Ezekiel Goldthwait


Ezekiel Goldthwait was a wealthy businessman and landowner in colonial Boston, Massachusetts. He was one of the foremost citizens and prominent in the town's affairs in the years leading up to the American Revolution.
Born in the North End of Boston to a merchant family originally from Salem, Massachusetts, Goldthwait was quite prosperous. He lived on Hanover Street in a "Mansion House." He also owned houses on State Street and Ann Street, a country estate in Roxbury, Massachusetts, a chaise, considerable china, silver, glassware and furniture, over 30 paintings/drawings, several hundred books and pamphlets, and a gold watch.
is in the Museum of Fine Arts in Boston. The museum also has a portrait by Copley of Mrs. Ezekiel Goldthwait in its collection.
Goldthwait held a number of positions of trust. He served as executor of the wills of numerous prominent Massachusetts citizens of the time, including Governor William Dummer. He served on a committee relating to the British occupation of Boston, as well as many other colonial committees, and was appointed to meet with the governor on business for the town of Boston. He served as Town Clerk of Boston for 20 years. He was Clerk of the Court of Common Pleas and Clerk of the Court of General Sessions of the Peace, and was Register of Deeds for Suffolk County for 30 years. At various times he also held the posts of Selectman, Town Auditor, and Town Meeting Moderator. In 1771, he was challenged by Samuel Adams for the position of Register of Deeds, but beat Adams in the election by a margin of over two-to-one.
In 1769, John Adams and Goldthwait were on good terms. Adams recorded in his diary that Goldthwait had invited Adams "to a genteel dinner of fish, bacon, peas, and incomparable Madeira under the shady trees with half a dozen as clever fellows as ever were born." However, after Goldthwait defeated Adams's cousin, Samuel Adams, in the election of 1771, John Adams's diary entries regarding Goldthwait were quite uncomplimentary. Part of this may have been personal, but part of it may simply be a reflection of the hardening of divisions in political opinion in the years leading up to the American Revolution.
Goldthwait's views were generally those of a loyalist, feeling that despite the grievances of the colonists, a break with England would be a mistake. After the Battle of Lexington and Concord started the Revolutionary War, the Massachusetts militia laid siege to Boston, trapping the British Army and the citizens of the city inside. When the Royal Navy evacuated the British Army 11 months later, it took thousands of loyalists with it to Halifax, Nova Scotia. Goldthwait, though, decided to stay in Boston. However, he was not condemned as a loyalist, and his valuable properties in Boston and country estate in Roxbury, Massachusetts were not seized by the revolutionary government.

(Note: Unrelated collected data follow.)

//! Direct file-for-file transfer.
//!
//! The file set is split into two lanes by size:
//! - the large lane runs strictly one file at a time, largest first, so big
//!   sequential reads never compete for the same disk
//! - the small lane runs on a bounded worker pool, also largest first
//!
//! Both lanes run at the same time. The first lane to fail halts the other at
//! its next checkpoint.

use std::fs::{self, File};
use std::io::{self, Read, Write};
use std::path::{Path, PathBuf};
use std::thread;

use filetime::FileTime;
use rayon::prelude::*;
use walkdir::WalkDir;

use crate::error::{EngineError, EngineResult};
use crate::job::Run;
use crate::model::FileDescriptor;
use crate::progress::format_bytes;
use crate::rollback::{ensure_dir_recorded, remove_file_forced};
use crate::workers::run_bounded;

/// A file set partitioned for scheduling.
#[derive(Debug)]
pub struct Lanes<'a> {
    /// At or above the threshold; processed sequentially
    pub large: Vec<&'a FileDescriptor>,
    /// Below the threshold; processed in parallel
    pub small: Vec<&'a FileDescriptor>,
}

pub fn plan_lanes(files: &[FileDescriptor], threshold: u64) -> Lanes<'_> {
    let (mut large, mut small): (Vec<_>, Vec<_>) = files.iter().partition(|f| f.len >= threshold);
    large.sort_by(|a, b| b.len.cmp(&a.len));
    small.sort_by(|a, b| b.len.cmp(&a.len));
    Lanes { large, small }
}

pub(crate) fn run_direct(run: &Run<'_>) -> EngineResult<()> {
    let lanes = plan_lanes(&run.task.files, run.config.parallel_threshold);
    tracing::debug!(
        large = lanes.large.len(),
        small = lanes.small.len(),
        "lanes planned"
    );

    let (large, small) = thread::scope(|scope| {
        let large = scope.spawn(|| run_large_lane(run, &lanes.large));
        let small = run_small_lane(run, &lanes.small);
        (large.join(), small)
    });
    let large = large.unwrap_or_else(|panic| std::panic::resume_unwind(panic));

    merge_lane_results(large, small)?;
    if run.task.mode.removes_source() {
        prune_source_dirs(run);
    }
    Ok(())
}

fn run_large_lane(run: &Run<'_>, files: &[&FileDescriptor]) -> EngineResult<()> {
    for file in files {
        transfer_file(run, file).inspect_err(|_| run.control.halt())?;
    }
    Ok(())
}

fn run_small_lane(run: &Run<'_>, files: &[&FileDescriptor]) -> EngineResult<()> {
    if files.is_empty() {
        return Ok(());
    }
    run_bounded(run.config.small_lane_parallelism, "copy", || {
        files
            .par_iter()
            .try_for_each(|file| transfer_file(run, file).inspect_err(|_| run.control.halt()))
    })
}

/// A real failure beats the cancellation it caused in the sibling lane.
fn merge_lane_results(a: EngineResult<()>, b: EngineResult<()>) -> EngineResult<()> {
    match (a, b) {
        (Ok(()), Ok(())) => Ok(()),
        (Err(err), Ok(())) | (Ok(()), Err(err)) => Err(err),
        (Err(EngineError::Cancelled), Err(err)) | (Err(err), Err(_)) => Err(err),
    }
}

fn transfer_file(run: &Run<'_>, file: &FileDescriptor) -> EngineResult<()> {
    run.control.checkpoint()?;

    let target = run
        .task
        .target_path_for(&file.path)
        .ok_or_else(|| EngineError::InvalidTask {
            reason: format!("{} is outside the source library", file.path.display()),
        })?;

    if is_up_to_date(file, &target) {
        run.credit(file.len);
        run.note_skipped();
    } else {
        if let Some(parent) = target.parent() {
            ensure_dir_recorded(parent, run.record)?;
        }
        run.set_status(format!(
            "Copying: {} ({})",
            file.file_name(),
            format_bytes(file.len)
        ));
        let output = File::create(&target).map_err(|e| EngineError::from_io(&target, e))?;
        run.record.record_file(&target);

        let input = File::open(&file.path).map_err(|e| EngineError::from_io(&file.path, e))?;
        let mut buffer = vec![0u8; run.config.block_size];
        pump(input, output, &mut buffer, |read| {
            run.credit(read as u64);
            run.control.checkpoint()
        })
        .map_err(|e| e.into_engine_error(&file.path, &target))?;

        copy_times(file, &target)?;
        run.note_transferred();
    }

    if run.task.mode.removes_source() {
        remove_source(run, file, &target);
    }

    run.file_done(&format!("File moved: {}", target.display()));
    Ok(())
}

/// Same length and same last-write time as the enumerated source.
fn is_up_to_date(file: &FileDescriptor, target: &Path) -> bool {
    match fs::metadata(target) {
        Ok(metadata) => {
            metadata.is_file()
                && metadata.len() == file.len
                && FileTime::from_last_modification_time(&metadata) == file.modified_filetime()
        }
        Err(_) => false,
    }
}

/// Carry last-write and last-access time over to the copy, plus creation
/// time where the platform lets it be set.
fn copy_times(file: &FileDescriptor, target: &Path) -> EngineResult<()> {
    let source = fs::metadata(&file.path).ok();
    let accessed = source
        .as_ref()
        .map(FileTime::from_last_access_time)
        .unwrap_or_else(|| file.modified_filetime());
    filetime::set_file_times(target, accessed, file.modified_filetime())
        .map_err(|e| EngineError::from_io(target, e))?;

    if let Some(created) = source.and_then(|m| m.created().ok()) {
        set_created(target, created)?;
    }
    Ok(())
}

#[cfg(windows)]
fn set_created(target: &Path, created: std::time::SystemTime) -> EngineResult<()> {
    use std::os::windows::fs::FileTimesExt;

    let times = fs::FileTimes::new().set_created(created);
    fs::OpenOptions::new()
        .write(true)
        .open(target)
        .and_then(|f| f.set_times(times))
        .map_err(|e| EngineError::from_io(target, e))
}

// Creation (birth) time cannot be set on Unix filesystems.
#[cfg(not(windows))]
fn set_created(_target: &Path, _created: std::time::SystemTime) -> EngineResult<()> {
    Ok(())
}

/// Delete a moved source file and any source directories it leaves empty.
/// Failures are logged; the copy already succeeded.
///
/// Once the source is gone the target is the only copy, so it leaves the
/// rollback ledger.
fn remove_source(run: &Run<'_>, file: &FileDescriptor, target: &Path) {
    if let Err(err) = remove_file_forced(&file.path) {
        run.warn(format!(
            "Failed to remove source file {}: {}",
            file.path.display(),
            err
        ));
        return;
    }
    run.record.forget_file(target);

    let keep = run.task.game.shared_dirs();
    let mut dir = file.path.parent();
    while let Some(current) = dir {
        if !current.starts_with(&run.task.source_root) || keep.iter().any(|k| k == current) {
            break;
        }
        if fs::remove_dir(current).is_err() {
            break;
        }
        dir = current.parent();
    }
}

/// Sweep up directories left empty by concurrent per-file pruning.
fn prune_source_dirs(run: &Run<'_>) {
    let game = &run.task.game;
    for root in [game.common_dir(), game.download_dir(), game.workshop_dir()] {
        let dirs = WalkDir::new(&root)
            .contents_first(true)
            .into_iter()
            .filter_map(Result::ok)
            .filter(|e| e.file_type().is_dir());
        for dir in dirs {
            // Non-empty directories hold files outside the file set.
            let _ = fs::remove_dir(dir.path());
        }
    }
}

/// Which side of a stream copy failed.
#[derive(Debug)]
pub(crate) enum PumpError {
    Read(io::Error),
    Write(io::Error),
    Stopped(EngineError),
}

impl PumpError {
    pub(crate) fn into_engine_error(self, source: &Path, target: &Path) -> EngineError {
        match self {
            PumpError::Read(err) => EngineError::from_io(source, err),
            PumpError::Write(err) => EngineError::from_io(target, err),
            PumpError::Stopped(err) => err,
        }
    }
}

/// Stream `reader` into `writer` block by block, calling `after_block` with
/// the size of every block written. Returns the total bytes copied.
pub(crate) fn pump<R: Read, W: Write>(
    mut reader: R,
    mut writer: W,
    buffer: &mut [u8],
    mut after_block: impl FnMut(usize) -> EngineResult<()>,
) -> Result<u64, PumpError> {
    let mut total = 0u64;
    loop {
        let read = match reader.read(buffer) {
            Ok(0) => break,
            Ok(n) => n,
            Err(err) if err.kind() == io::ErrorKind::Interrupted => continue,
            Err(err) => return Err(PumpError::Read(err)),
        };
        writer
            .write_all(&buffer[..read])
            .map_err(PumpError::Write)?;
        total += read as u64;
        after_block(read).map_err(PumpError::Stopped)?;
    }
    writer.flush().map_err(PumpError::Write)?;
    Ok(total)
}

/// Library-relative path of `path`, as used for archive entry names.
pub(crate) fn relative_to(path: &Path, root: &Path) -> Option<PathBuf> {
    path.strip_prefix(root).ok().map(Path::to_path_buf)
}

A Loyalist Who Helped Start a Revolution

Ezekiel Goldthwait definitely had loyalist feelings by 1774. He was one of the “Addressors” of Governor Thomas Hutchinson when Hutchinson was recalled to England. Goldthwait and other influential Bostonians wrote a very kind letter to Hutchinson, thanking him for his service as governor and wishing him well.
However, a decade and a half before, Goldthwait and a group of other businessmen had been appalled at the writs of assistance that the crown had started issuing to clamp down on colonial smuggling. Writs of assistance were essentially search warrants without any limits. They authorized customs officials to go anywhere, at any time. They required local sheriffs, and even local citizens, to assist in breaking into colonists’ houses or lend whatever assistance customs officials desired.
In 1761, Goldthwait and a group of other outraged Boston businessmen engaged lawyer James Otis, Jr. to challenge the writs of assistance in court. Otis gave the speech of his life, making references to the Magna Carta, classical allusions, natural law, and the colonists’ “rights as Englishmen.”
The court ruled against Goldthwait and the other merchants. However, the case lit the fire that became the American Revolution. Otis’s arguments were published in the colonies, and stirred widespread support for colonial rights. A young lawyer, John Adams, was in the packed courtroom, and was moved by Otis’s performance and legal arguments. Adams later said that “Then and there the child Independence was born.”